▶

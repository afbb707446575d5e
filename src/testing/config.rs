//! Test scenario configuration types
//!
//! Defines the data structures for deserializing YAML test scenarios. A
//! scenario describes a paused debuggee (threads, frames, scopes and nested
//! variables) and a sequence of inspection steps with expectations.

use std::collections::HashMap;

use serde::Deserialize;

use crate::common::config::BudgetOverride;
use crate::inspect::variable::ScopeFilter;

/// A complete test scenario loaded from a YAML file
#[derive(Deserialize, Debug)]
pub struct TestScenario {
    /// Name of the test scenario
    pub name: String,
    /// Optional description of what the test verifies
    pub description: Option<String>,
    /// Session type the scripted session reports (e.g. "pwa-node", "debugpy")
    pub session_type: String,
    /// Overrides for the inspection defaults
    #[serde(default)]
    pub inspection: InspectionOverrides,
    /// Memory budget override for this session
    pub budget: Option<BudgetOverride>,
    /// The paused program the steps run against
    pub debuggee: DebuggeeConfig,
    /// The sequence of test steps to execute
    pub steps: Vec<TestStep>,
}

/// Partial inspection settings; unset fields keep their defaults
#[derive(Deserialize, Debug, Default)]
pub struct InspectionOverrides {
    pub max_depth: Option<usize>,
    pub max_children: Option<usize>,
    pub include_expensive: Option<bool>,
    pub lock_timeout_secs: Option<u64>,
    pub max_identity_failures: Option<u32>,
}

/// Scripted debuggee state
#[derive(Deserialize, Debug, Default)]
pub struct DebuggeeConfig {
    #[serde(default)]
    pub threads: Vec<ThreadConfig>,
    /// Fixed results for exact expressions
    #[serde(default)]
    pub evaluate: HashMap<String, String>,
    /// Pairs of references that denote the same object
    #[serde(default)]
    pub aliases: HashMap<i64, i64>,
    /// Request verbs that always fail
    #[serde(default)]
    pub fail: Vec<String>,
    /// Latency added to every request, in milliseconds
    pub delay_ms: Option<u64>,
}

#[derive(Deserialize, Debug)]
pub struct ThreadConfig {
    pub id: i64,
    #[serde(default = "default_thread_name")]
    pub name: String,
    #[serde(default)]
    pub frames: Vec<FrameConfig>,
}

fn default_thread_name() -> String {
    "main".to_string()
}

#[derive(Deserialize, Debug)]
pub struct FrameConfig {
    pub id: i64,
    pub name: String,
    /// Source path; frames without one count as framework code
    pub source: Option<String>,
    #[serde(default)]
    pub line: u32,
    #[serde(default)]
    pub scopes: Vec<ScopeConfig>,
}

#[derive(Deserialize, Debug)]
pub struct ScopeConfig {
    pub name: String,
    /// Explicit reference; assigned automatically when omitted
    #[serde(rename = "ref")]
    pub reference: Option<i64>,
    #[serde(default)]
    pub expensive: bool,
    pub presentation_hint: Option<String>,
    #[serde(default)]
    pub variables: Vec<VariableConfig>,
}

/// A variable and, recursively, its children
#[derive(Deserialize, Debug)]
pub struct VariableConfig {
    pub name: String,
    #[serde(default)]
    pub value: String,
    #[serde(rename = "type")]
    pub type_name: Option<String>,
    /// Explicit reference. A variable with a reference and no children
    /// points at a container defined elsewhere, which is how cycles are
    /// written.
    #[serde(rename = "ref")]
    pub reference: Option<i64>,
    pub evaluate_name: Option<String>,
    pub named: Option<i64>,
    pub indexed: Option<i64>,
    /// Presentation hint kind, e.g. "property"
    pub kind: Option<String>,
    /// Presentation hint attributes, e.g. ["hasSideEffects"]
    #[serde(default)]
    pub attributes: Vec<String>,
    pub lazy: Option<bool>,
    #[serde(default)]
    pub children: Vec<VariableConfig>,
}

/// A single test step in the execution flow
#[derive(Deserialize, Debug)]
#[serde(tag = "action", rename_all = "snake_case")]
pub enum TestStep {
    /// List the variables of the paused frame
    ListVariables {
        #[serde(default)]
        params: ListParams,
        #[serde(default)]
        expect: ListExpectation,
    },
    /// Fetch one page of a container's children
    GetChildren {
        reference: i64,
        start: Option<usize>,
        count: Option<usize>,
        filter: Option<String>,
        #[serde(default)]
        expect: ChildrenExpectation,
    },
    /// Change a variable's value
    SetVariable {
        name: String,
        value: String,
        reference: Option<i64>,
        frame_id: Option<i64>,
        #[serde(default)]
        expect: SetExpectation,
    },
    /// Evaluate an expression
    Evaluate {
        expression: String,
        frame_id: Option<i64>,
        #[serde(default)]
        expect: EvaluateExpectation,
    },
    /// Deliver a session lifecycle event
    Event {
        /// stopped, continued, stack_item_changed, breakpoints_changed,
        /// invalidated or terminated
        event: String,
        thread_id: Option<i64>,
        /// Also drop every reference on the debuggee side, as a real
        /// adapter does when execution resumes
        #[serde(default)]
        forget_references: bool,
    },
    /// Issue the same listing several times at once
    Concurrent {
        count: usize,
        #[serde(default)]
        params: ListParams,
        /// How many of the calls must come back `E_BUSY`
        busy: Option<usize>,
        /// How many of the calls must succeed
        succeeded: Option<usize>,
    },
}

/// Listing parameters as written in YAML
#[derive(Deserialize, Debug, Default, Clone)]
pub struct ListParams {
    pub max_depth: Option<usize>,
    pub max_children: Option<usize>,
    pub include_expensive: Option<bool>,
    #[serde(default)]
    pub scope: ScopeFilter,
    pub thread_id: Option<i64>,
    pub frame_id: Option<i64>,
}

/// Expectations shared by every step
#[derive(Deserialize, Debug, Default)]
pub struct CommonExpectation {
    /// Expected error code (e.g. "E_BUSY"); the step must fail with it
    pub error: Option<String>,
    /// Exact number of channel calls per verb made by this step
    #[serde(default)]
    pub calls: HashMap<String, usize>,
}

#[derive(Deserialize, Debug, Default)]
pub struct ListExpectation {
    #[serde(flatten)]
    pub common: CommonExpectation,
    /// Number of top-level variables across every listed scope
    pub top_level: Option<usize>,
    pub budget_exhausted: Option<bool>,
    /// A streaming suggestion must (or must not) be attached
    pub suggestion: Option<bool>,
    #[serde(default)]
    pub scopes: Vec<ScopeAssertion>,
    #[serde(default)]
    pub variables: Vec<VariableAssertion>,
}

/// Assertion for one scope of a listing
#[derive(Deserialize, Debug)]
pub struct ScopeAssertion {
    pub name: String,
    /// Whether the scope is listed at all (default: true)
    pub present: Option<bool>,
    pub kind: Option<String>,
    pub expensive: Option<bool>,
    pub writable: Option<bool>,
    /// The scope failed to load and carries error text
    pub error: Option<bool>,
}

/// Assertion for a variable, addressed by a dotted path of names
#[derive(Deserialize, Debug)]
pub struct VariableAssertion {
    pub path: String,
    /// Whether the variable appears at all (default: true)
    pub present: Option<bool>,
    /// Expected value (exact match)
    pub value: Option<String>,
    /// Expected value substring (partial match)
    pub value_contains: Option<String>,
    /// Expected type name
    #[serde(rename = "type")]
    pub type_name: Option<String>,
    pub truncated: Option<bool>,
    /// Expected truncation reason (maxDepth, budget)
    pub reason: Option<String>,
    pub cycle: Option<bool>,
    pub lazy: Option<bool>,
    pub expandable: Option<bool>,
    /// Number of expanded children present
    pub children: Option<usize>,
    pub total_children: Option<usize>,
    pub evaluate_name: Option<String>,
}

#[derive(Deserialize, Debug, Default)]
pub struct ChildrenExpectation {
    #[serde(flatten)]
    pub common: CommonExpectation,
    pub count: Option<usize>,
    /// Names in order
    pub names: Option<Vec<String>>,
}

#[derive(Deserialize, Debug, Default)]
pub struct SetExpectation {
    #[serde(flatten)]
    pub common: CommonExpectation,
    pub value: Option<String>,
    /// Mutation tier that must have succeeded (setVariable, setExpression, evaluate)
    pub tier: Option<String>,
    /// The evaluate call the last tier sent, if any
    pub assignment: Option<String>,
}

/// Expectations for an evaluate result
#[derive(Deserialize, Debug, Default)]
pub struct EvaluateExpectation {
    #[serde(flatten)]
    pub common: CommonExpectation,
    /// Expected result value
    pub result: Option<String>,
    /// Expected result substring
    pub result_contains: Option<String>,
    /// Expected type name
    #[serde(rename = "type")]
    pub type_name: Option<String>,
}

◀
▶

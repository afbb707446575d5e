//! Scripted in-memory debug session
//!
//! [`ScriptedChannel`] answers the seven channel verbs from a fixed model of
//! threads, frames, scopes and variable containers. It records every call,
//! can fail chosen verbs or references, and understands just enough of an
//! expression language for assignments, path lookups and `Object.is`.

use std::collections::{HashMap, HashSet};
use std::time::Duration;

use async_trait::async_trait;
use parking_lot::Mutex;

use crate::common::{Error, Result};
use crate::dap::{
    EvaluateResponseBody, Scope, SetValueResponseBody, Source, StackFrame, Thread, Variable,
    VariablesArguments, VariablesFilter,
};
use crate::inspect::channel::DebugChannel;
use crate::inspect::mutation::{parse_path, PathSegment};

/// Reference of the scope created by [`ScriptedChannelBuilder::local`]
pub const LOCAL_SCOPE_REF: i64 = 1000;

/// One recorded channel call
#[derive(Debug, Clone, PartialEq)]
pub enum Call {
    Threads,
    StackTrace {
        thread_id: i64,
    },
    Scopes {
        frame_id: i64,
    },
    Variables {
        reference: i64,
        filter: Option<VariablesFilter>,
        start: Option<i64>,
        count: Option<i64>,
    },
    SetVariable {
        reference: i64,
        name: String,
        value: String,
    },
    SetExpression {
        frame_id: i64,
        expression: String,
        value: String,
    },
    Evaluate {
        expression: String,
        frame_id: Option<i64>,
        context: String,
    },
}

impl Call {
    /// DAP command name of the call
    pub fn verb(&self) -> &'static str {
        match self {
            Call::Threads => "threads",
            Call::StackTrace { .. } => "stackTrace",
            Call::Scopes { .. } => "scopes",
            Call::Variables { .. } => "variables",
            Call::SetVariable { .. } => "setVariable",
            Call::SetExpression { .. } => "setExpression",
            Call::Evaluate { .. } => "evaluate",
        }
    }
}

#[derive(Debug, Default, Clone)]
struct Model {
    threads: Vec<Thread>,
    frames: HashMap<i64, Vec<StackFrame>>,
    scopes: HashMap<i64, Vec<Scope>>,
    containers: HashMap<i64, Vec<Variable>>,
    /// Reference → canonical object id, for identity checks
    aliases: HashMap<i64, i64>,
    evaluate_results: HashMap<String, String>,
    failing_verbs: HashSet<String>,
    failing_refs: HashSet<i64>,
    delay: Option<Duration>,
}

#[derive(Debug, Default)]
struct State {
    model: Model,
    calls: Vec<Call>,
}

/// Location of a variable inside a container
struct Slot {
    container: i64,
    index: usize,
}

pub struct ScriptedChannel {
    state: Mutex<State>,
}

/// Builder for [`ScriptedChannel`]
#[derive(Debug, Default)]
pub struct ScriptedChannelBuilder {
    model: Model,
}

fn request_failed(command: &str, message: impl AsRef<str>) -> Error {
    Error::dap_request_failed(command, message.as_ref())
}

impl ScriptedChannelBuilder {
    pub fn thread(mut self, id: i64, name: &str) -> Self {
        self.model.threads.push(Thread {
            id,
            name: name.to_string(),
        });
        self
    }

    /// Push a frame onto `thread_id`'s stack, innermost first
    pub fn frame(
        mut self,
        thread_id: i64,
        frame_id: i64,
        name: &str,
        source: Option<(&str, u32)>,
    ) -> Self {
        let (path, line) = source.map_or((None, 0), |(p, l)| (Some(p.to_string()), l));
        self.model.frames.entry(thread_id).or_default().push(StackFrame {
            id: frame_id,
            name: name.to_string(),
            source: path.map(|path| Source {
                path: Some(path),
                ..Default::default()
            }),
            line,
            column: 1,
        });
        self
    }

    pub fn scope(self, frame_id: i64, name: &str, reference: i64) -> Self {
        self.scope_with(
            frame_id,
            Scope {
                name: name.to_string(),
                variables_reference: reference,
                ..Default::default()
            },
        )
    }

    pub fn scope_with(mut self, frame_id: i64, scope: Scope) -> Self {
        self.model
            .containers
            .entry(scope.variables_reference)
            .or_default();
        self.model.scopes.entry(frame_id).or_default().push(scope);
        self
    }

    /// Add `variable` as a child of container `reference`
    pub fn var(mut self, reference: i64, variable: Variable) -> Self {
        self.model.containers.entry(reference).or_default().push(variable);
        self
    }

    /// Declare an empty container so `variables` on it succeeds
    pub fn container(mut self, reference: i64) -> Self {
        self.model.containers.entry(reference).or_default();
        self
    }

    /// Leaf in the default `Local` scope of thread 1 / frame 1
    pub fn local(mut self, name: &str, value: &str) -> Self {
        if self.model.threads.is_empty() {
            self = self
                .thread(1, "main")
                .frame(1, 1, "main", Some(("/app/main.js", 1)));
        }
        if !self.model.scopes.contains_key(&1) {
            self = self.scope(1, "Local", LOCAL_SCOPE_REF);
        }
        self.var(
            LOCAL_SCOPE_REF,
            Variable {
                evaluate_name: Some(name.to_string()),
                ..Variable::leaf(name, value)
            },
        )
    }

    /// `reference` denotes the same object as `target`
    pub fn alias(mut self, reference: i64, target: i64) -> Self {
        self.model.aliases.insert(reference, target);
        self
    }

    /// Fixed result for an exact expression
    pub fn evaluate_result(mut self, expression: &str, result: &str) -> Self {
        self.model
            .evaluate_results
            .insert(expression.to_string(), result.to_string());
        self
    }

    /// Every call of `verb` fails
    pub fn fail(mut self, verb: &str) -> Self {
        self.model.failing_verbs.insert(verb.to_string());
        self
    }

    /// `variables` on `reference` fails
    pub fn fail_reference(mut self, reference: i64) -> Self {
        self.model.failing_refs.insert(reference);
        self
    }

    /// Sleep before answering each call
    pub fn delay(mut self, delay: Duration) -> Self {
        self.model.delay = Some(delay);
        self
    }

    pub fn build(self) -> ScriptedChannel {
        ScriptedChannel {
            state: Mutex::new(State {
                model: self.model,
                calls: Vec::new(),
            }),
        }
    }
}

◀

# Exercise objective
In the records above, how many lines contain the string "steps"? Reply with the number only.

# Result of the task
4